I have not watched any LIV golf but like any golf junkie, I have seen all the social media chatter and I was curious if the assumptions about LIV golfers “letting their games go” by playing the limited 54-hole event tour might be true. So let’s look at the results.
I mentioned in my previous post, 18 LIV golfers qualified for The Masters. After two rounds. 12 made the cut, 4 missed the cut, and two withdrew from the championship. Or to put it another way – 67% of the LIV players in the championship made it to the weekend. I think anything over 50% should be viewed as a respectable outcome and probably much higher than many “golf analysts” would have predicted.

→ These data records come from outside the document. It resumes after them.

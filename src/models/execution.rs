use chrono::{DateTime, Utc};
use serde::{Deserialize, Serialize};
use std::collections::BTreeMap;

/// Outcome of one rule action across all of its targets.
///
/// A target id appears in at most one of the successful, failed and skipped
/// lists. Skipped is reserved for zones held back by their cooldown.
#[derive(Debug, Clone, PartialEq, Serialize, Deserialize)]
#[serde(rename_all = "camelCase")]
pub struct ExecutionResult {
    pub triggered: bool,
    pub action: String,
    pub successful_targets: Vec<String>,
    pub failed_targets: Vec<String>,
    pub skipped_targets: Vec<String>,
    pub details: BTreeMap<String, String>,
    #[serde(default, skip_serializing_if = "Option::is_none")]
    pub rate_limited_until: Option<DateTime<Utc>>,
    #[serde(default)]
    pub rate_limited: bool,
}

impl ExecutionResult {
    pub fn new(action: impl Into<String>) -> Self {
        Self {
            triggered: false,
            action: action.into(),
            successful_targets: Vec::new(),
            failed_targets: Vec::new(),
            skipped_targets: Vec::new(),
            details: BTreeMap::new(),
            rate_limited_until: None,
            rate_limited: false,
        }
    }

    pub fn record_success(&mut self, target: &str) {
        self.successful_targets.push(target.to_string());
    }

    pub fn record_failure(&mut self, target: &str, reason: impl Into<String>) {
        self.failed_targets.push(target.to_string());
        self.details.insert(target.to_string(), reason.into());
    }

    pub fn record_skip(&mut self, target: &str, reason: impl Into<String>) {
        self.skipped_targets.push(target.to_string());
        self.details.insert(target.to_string(), reason.into());
    }

    pub fn mark_rate_limited(&mut self, reset_at: Option<DateTime<Utc>>) {
        self.rate_limited = true;
        self.rate_limited_until = reset_at;
    }

    /// Any successful target counts as a trigger.
    pub fn finish(mut self) -> Self {
        self.triggered = !self.successful_targets.is_empty();
        self
    }

    pub fn attempted(&self) -> usize {
        self.successful_targets.len() + self.failed_targets.len()
    }
}

#[derive(Debug, Clone, Copy, PartialEq, Eq, Serialize, Deserialize)]
pub enum AuditAction {
    RuleTriggered,
    RuleFailed,
}

impl AuditAction {
    pub fn as_str(&self) -> &'static str {
        match self {
            AuditAction::RuleTriggered => "rule_triggered",
            AuditAction::RuleFailed => "rule_failed",
        }
    }

    pub fn from_str(s: &str) -> Option<Self> {
        match s {
            "rule_triggered" => Some(AuditAction::RuleTriggered),
            "rule_failed" => Some(AuditAction::RuleFailed),
            _ => None,
        }
    }
}

#[derive(Debug, Clone, PartialEq, Serialize, Deserialize)]
pub struct AuditEntry {
    pub id: Option<i64>,
    pub timestamp: DateTime<Utc>,
    pub rule_id: Option<i64>,
    pub rule_name: String,
    pub action: AuditAction,
    pub details: serde_json::Value,
}

impl AuditEntry {
    pub fn new(
        timestamp: DateTime<Utc>,
        rule_id: Option<i64>,
        rule_name: impl Into<String>,
        action: AuditAction,
        details: serde_json::Value,
    ) -> Self {
        Self {
            id: None,
            timestamp,
            rule_id,
            rule_name: rule_name.into(),
            action,
            details,
        }
    }
}
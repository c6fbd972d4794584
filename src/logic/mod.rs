pub mod conditions;
pub mod cooldown;
pub mod engine;
pub mod executor;
pub mod trend;

#[cfg(test)]
pub(crate) mod fake;

pub use engine::RuleEngine;
use chrono::{DateTime, Utc};
use serde::{Deserialize, Serialize};

#[derive(Debug, Clone, PartialEq, Serialize, Deserialize)]
pub struct Device {
    pub id: String,
    pub name: String,
}

#[derive(Debug, Clone, PartialEq, Serialize, Deserialize)]
pub struct Zone {
    pub id: String,
    pub name: String,
    #[serde(default = "default_enabled")]
    pub enabled: bool,
    #[serde(default)]
    pub cooldown_period_days: i64,
    #[serde(default)]
    pub device_id: Option<String>,
}

fn default_enabled() -> bool {
    true
}

/// Cooldown settings the executor needs for one zone.
#[derive(Debug, Clone, PartialEq)]
pub struct ZoneCooldown {
    pub cooldown_days: i64,
    pub name: String,
}

#[derive(Debug, Clone, Copy, PartialEq, Eq, Serialize, Deserialize)]
#[serde(rename_all = "lowercase")]
pub enum WateringSource {
    Automation,
    Manual,
}

impl WateringSource {
    pub fn as_str(&self) -> &'static str {
        match self {
            WateringSource::Automation => "automation",
            WateringSource::Manual => "manual",
        }
    }

    pub fn from_str(s: &str) -> Option<Self> {
        match s.to_lowercase().as_str() {
            "automation" | "rule" => Some(WateringSource::Automation),
            "manual" => Some(WateringSource::Manual),
            _ => None,
        }
    }
}

impl std::fmt::Display for WateringSource {
    fn fmt(&self, f: &mut std::fmt::Formatter<'_>) -> std::fmt::Result {
        write!(f, "{}", self.as_str())
    }
}

#[derive(Debug, Clone, PartialEq, Serialize, Deserialize)]
pub struct WateringEvent {
    pub id: Option<i64>,
    pub zone_id: String,
    pub timestamp: DateTime<Utc>,
    pub duration_sec: u32,
    pub source: WateringSource,
    pub raw_payload: serde_json::Value,
}

impl WateringEvent {
    pub fn new(
        zone_id: impl Into<String>,
        timestamp: DateTime<Utc>,
        duration_sec: u32,
        source: WateringSource,
    ) -> Self {
        Self {
            id: None,
            zone_id: zone_id.into(),
            timestamp,
            duration_sec,
            source,
            raw_payload: serde_json::Value::Null,
        }
    }

    pub fn with_payload(mut self, payload: serde_json::Value) -> Self {
        self.raw_payload = payload;
        self
    }
}
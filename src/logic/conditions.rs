use super::trend;
use crate::models::{
    Condition, ConditionSet, HistoricalSeries, Logic, SensorCondition, SensorField,
    SensorSnapshot, TrendDirection,
};
use std::collections::BTreeMap;

/// True when every entry of `conditions` holds. An empty set always holds.
///
/// Missing data never satisfies a condition: an absent snapshot field, an
/// unreported soil channel or a trend without enough history all fail.
/// `soil_channels` falls back to the snapshot's own channel map.
pub fn evaluate(
    conditions: &ConditionSet,
    snapshot: &SensorSnapshot,
    soil_channels: Option<&BTreeMap<u8, f64>>,
    history: Option<&HistoricalSeries>,
) -> bool {
    let channels = soil_channels.or(snapshot.soil_channels.as_ref());

    conditions
        .entries()
        .iter()
        .all(|(field, condition)| match condition {
            Condition::Threshold { operator, value } => snapshot
                .value(*field)
                .is_some_and(|actual| operator.compare(actual, *value)),
            Condition::Trend(direction) => trend_holds(*field, *direction, history),
            Condition::MultiSensor { sensors, logic } => {
                multi_sensor_holds(sensors, *logic, channels)
            }
        })
}

fn trend_holds(
    field: SensorField,
    direction: TrendDirection,
    history: Option<&HistoricalSeries>,
) -> bool {
    let Some(history) = history else {
        return false;
    };
    match trend::slope(history.samples(field)) {
        Some(s) => match direction {
            TrendDirection::Increasing => s > 0.0,
            TrendDirection::Decreasing => s < 0.0,
        },
        None => false,
    }
}

fn multi_sensor_holds(
    sensors: &[SensorCondition],
    logic: Logic,
    channels: Option<&BTreeMap<u8, f64>>,
) -> bool {
    if sensors.is_empty() {
        return false;
    }

    let matches = |sensor: &SensorCondition| {
        channels
            .and_then(|c| c.get(&sensor.channel))
            .is_some_and(|actual| sensor.operator.compare(*actual, sensor.value))
    };

    match logic {
        Logic::And => sensors.iter().all(matches),
        Logic::Or => sensors.iter().any(matches),
    }
}

#[cfg(test)]
mod tests {
    use super::*;
    use crate::models::{ComparisonOp, Sample};
    use chrono::{DateTime, Duration, TimeZone, Utc};

    fn now() -> DateTime<Utc> {
        Utc.with_ymd_and_hms(2026, 7, 1, 12, 0, 0).unwrap()
    }

    fn snapshot() -> SensorSnapshot {
        let mut s = SensorSnapshot::new(now());
        s.rain_24h = Some(0.6);
        s.soil_moisture = Some(45.0);
        s.temperature = Some(88.0);
        s
    }

    fn set(entries: Vec<(SensorField, Condition)>) -> ConditionSet {
        ConditionSet::new(entries).unwrap()
    }

    fn sensor(channel: u8, operator: ComparisonOp, value: f64) -> SensorCondition {
        SensorCondition {
            channel,
            operator,
            value,
        }
    }

    fn channels(values: &[(u8, f64)]) -> BTreeMap<u8, f64> {
        values.iter().copied().collect()
    }

    #[test]
    fn empty_set_holds() {
        assert!(evaluate(&set(vec![]), &snapshot(), None, None));
    }

    #[test]
    fn threshold_against_snapshot() {
        let rain = set(vec![(
            SensorField::Rain24h,
            Condition::threshold(ComparisonOp::Gte, 0.5),
        )]);
        assert!(evaluate(&rain, &snapshot(), None, None));

        let dry = set(vec![(
            SensorField::Rain24h,
            Condition::threshold(ComparisonOp::Lt, 0.5),
        )]);
        assert!(!evaluate(&dry, &snapshot(), None, None));
    }

    #[test]
    fn missing_field_fails_closed() {
        let humid = set(vec![(
            SensorField::Humidity,
            Condition::threshold(ComparisonOp::Gte, 0.0),
        )]);
        assert!(!evaluate(&humid, &snapshot(), None, None));

        let not_humid = set(vec![(
            SensorField::Humidity,
            Condition::threshold(ComparisonOp::Lt, 1000.0),
        )]);
        assert!(!evaluate(&not_humid, &snapshot(), None, None));
    }

    #[test]
    fn any_failing_entry_fails_regardless_of_order() {
        let pass = (
            SensorField::Rain24h,
            Condition::threshold(ComparisonOp::Gte, 0.5),
        );
        let fail = (
            SensorField::Temperature,
            Condition::threshold(ComparisonOp::Lt, 50.0),
        );
        let also_pass = (
            SensorField::SoilMoisture,
            Condition::threshold(ComparisonOp::Gt, 40.0),
        );

        for entries in [
            vec![pass.clone(), fail.clone(), also_pass.clone()],
            vec![fail.clone(), pass.clone(), also_pass.clone()],
            vec![pass.clone(), also_pass.clone(), fail.clone()],
        ] {
            assert!(!evaluate(&set(entries), &snapshot(), None, None));
        }
        assert!(evaluate(&set(vec![pass, also_pass]), &snapshot(), None, None));
    }

    #[test]
    fn trend_uses_history_slope() {
        let mut history = HistoricalSeries::new();
        for h in 0..4 {
            history.push(
                SensorField::Pressure,
                Sample::new(now() - Duration::hours(4 - h), 1012.0 - h as f64),
            );
        }

        let falling = set(vec![(
            SensorField::Pressure,
            Condition::Trend(TrendDirection::Decreasing),
        )]);
        let rising = set(vec![(
            SensorField::Pressure,
            Condition::Trend(TrendDirection::Increasing),
        )]);

        assert!(evaluate(&falling, &snapshot(), None, Some(&history)));
        assert!(!evaluate(&rising, &snapshot(), None, Some(&history)));
    }

    #[test]
    fn trend_without_enough_history_fails() {
        let rising = set(vec![(
            SensorField::Temperature,
            Condition::Trend(TrendDirection::Increasing),
        )]);
        assert!(!evaluate(&rising, &snapshot(), None, None));

        let mut history = HistoricalSeries::new();
        history.push(SensorField::Temperature, Sample::new(now(), 80.0));
        assert!(!evaluate(&rising, &snapshot(), None, Some(&history)));
    }

    #[test]
    fn flat_trend_is_neither_direction() {
        let mut history = HistoricalSeries::new();
        history.push(SensorField::Humidity, Sample::new(now() - Duration::hours(1), 40.0));
        history.push(SensorField::Humidity, Sample::new(now(), 40.0));

        for direction in [TrendDirection::Increasing, TrendDirection::Decreasing] {
            let cond = set(vec![(SensorField::Humidity, Condition::Trend(direction))]);
            assert!(!evaluate(&cond, &snapshot(), None, Some(&history)));
        }
    }

    #[test]
    fn multi_sensor_or_and_and() {
        let probes = channels(&[(1, 35.0), (2, 18.0), (3, 40.0)]);
        let sensors = vec![
            sensor(1, ComparisonOp::Lt, 20.0),
            sensor(2, ComparisonOp::Lt, 20.0),
            sensor(3, ComparisonOp::Lt, 20.0),
        ];

        let or = set(vec![(
            SensorField::SoilMoisture,
            Condition::MultiSensor {
                sensors: sensors.clone(),
                logic: Logic::Or,
            },
        )]);
        let and = set(vec![(
            SensorField::SoilMoisture,
            Condition::MultiSensor {
                sensors,
                logic: Logic::default(),
            },
        )]);

        assert!(evaluate(&or, &snapshot(), Some(&probes), None));
        assert!(!evaluate(&and, &snapshot(), Some(&probes), None));
    }

    #[test]
    fn missing_channel_never_matches() {
        let probes = channels(&[(1, 10.0)]);
        let cond = set(vec![(
            SensorField::SoilMoisture,
            Condition::MultiSensor {
                sensors: vec![
                    sensor(1, ComparisonOp::Lt, 20.0),
                    sensor(4, ComparisonOp::Lt, 20.0),
                ],
                logic: Logic::And,
            },
        )]);
        assert!(!evaluate(&cond, &snapshot(), Some(&probes), None));
        assert!(!evaluate(&cond, &snapshot(), None, None));
    }

    #[test]
    fn empty_sensor_list_fails() {
        let cond = set(vec![(
            SensorField::SoilMoisture,
            Condition::MultiSensor {
                sensors: vec![],
                logic: Logic::Or,
            },
        )]);
        assert!(!evaluate(&cond, &snapshot(), Some(&channels(&[(1, 1.0)])), None));
    }

    #[test]
    fn snapshot_channels_used_when_none_passed() {
        let mut snap = snapshot();
        snap.soil_channels = Some(channels(&[(2, 12.0)]));
        let cond = set(vec![(
            SensorField::SoilMoisture,
            Condition::MultiSensor {
                sensors: vec![sensor(2, ComparisonOp::Lte, 12.0)],
                logic: Logic::And,
            },
        )]);
        assert!(evaluate(&cond, &snap, None, None));
    }

    #[test]
    fn plain_soil_condition_uses_aggregate() {
        let cond = set(vec![(
            SensorField::SoilMoisture,
            Condition::threshold(ComparisonOp::Eq, 45.0),
        )]);
        assert!(evaluate(&cond, &snapshot(), Some(&channels(&[(1, 10.0)])), None));
    }
}
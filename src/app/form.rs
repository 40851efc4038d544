//! Create/update form state.

use crate::api::User;
use crate::validate::{self, ValidationError};

/// Focusable elements of the form, in tab order.
#[derive(Copy, Clone, Debug, PartialEq, Eq)]
pub enum FormField {
    Name,
    Email,
    Submit,
    Cancel,
}

impl FormField {
    fn next(self) -> Self {
        match self {
            FormField::Name => FormField::Email,
            FormField::Email => FormField::Submit,
            FormField::Submit => FormField::Cancel,
            FormField::Cancel => FormField::Name,
        }
    }

    fn prev(self) -> Self {
        match self {
            FormField::Name => FormField::Cancel,
            FormField::Email => FormField::Name,
            FormField::Submit => FormField::Email,
            FormField::Cancel => FormField::Submit,
        }
    }
}

/// What a valid form asks the backend to do.
#[derive(Clone, Debug, PartialEq, Eq)]
pub enum Submission {
    Create { name: String, email: String },
    Update { id: i64, name: String, email: String },
}

/// A draft being created (`id == None`) or an existing user being edited.
#[derive(Clone, Debug, PartialEq, Eq)]
pub struct UserForm {
    pub id: Option<i64>,
    pub name: String,
    pub email: String,
    pub focus: FormField,
    /// Set on the first edit or submit attempt; errors are shown only after.
    pub edited: bool,
}

impl UserForm {
    pub fn create() -> Self {
        Self { id: None, name: String::new(), email: String::new(), focus: FormField::Name, edited: false }
    }

    pub fn edit(user: &User) -> Self {
        Self {
            id: user.id,
            name: user.name_or_empty().to_string(),
            email: user.email_or_empty().to_string(),
            focus: FormField::Name,
            edited: false,
        }
    }

    pub fn title(&self) -> String {
        match self.id {
            Some(id) => format!("Update User {id}"),
            None => "Create User".to_string(),
        }
    }

    pub fn name_valid(&self) -> bool {
        validate::is_valid_name(&self.name)
    }

    pub fn email_valid(&self) -> bool {
        validate::is_valid_email(&self.email)
    }

    pub fn name_error(&self) -> bool {
        self.edited && !self.name_valid()
    }

    pub fn email_error(&self) -> bool {
        self.edited && !self.email_valid()
    }

    pub fn can_submit(&self) -> bool {
        self.name_valid() && self.email_valid()
    }

    pub fn next_field(&mut self) {
        self.focus = self.focus.next();
    }

    pub fn prev_field(&mut self) {
        self.focus = self.focus.prev();
    }

    fn focused_text(&mut self) -> Option<&mut String> {
        match self.focus {
            FormField::Name => Some(&mut self.name),
            FormField::Email => Some(&mut self.email),
            FormField::Submit | FormField::Cancel => None,
        }
    }

    pub fn push_char(&mut self, c: char) {
        if let Some(text) = self.focused_text() {
            text.push(c);
            self.edited = true;
        }
    }

    pub fn backspace(&mut self) {
        if let Some(text) = self.focused_text() {
            text.pop();
            self.edited = true;
        }
    }

    /// Validate and turn the draft into a request. A failed attempt marks the
    /// form edited so the offending fields light up.
    pub fn submit(&mut self) -> Result<Submission, ValidationError> {
        if let Err(err) = validate::validate(&self.name, &self.email) {
            self.edited = true;
            return Err(err);
        }
        let (name, email) = (self.name.clone(), self.email.clone());
        Ok(match self.id {
            Some(id) => Submission::Update { id, name, email },
            None => Submission::Create { name, email },
        })
    }
}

The four LIV players that missed the cut were: Sergio Garcia, Bubba Watson, Bryson DeChambeau, and Jason Kokrak. To be honest this does not surprise me. The only one that surprised me was Bryson. I thought his game was in better shape. The two LIV players that withdrew were Kevin Na and Louis Oosthuizen.
Brooks Koepka was leading after the cut and the third round. The final pairing was Brooks Koepka and John Rahm. Master’s history reveals in the last 25 years, 21 winners have come from the last group. Another golf statistic, prior to this Masters, Koepka had won every major championship in which he lead going into the final round. However, Koepka lost his 2 shot lead quickly and John Rahm never looked back while Koepka lost all momentum.
Biggest surprise of the Masters was Phi Mickelson shoots 65 in the final round and is the club house leader (as Rahm and Koepka start the back nine) with a final total score of 280. Phil’s round is the lowest round for a player over the age of 50 at the Masters.
Phil Mickelson and Brooks Koepka tied for 2nd place with each earning $1.594 million.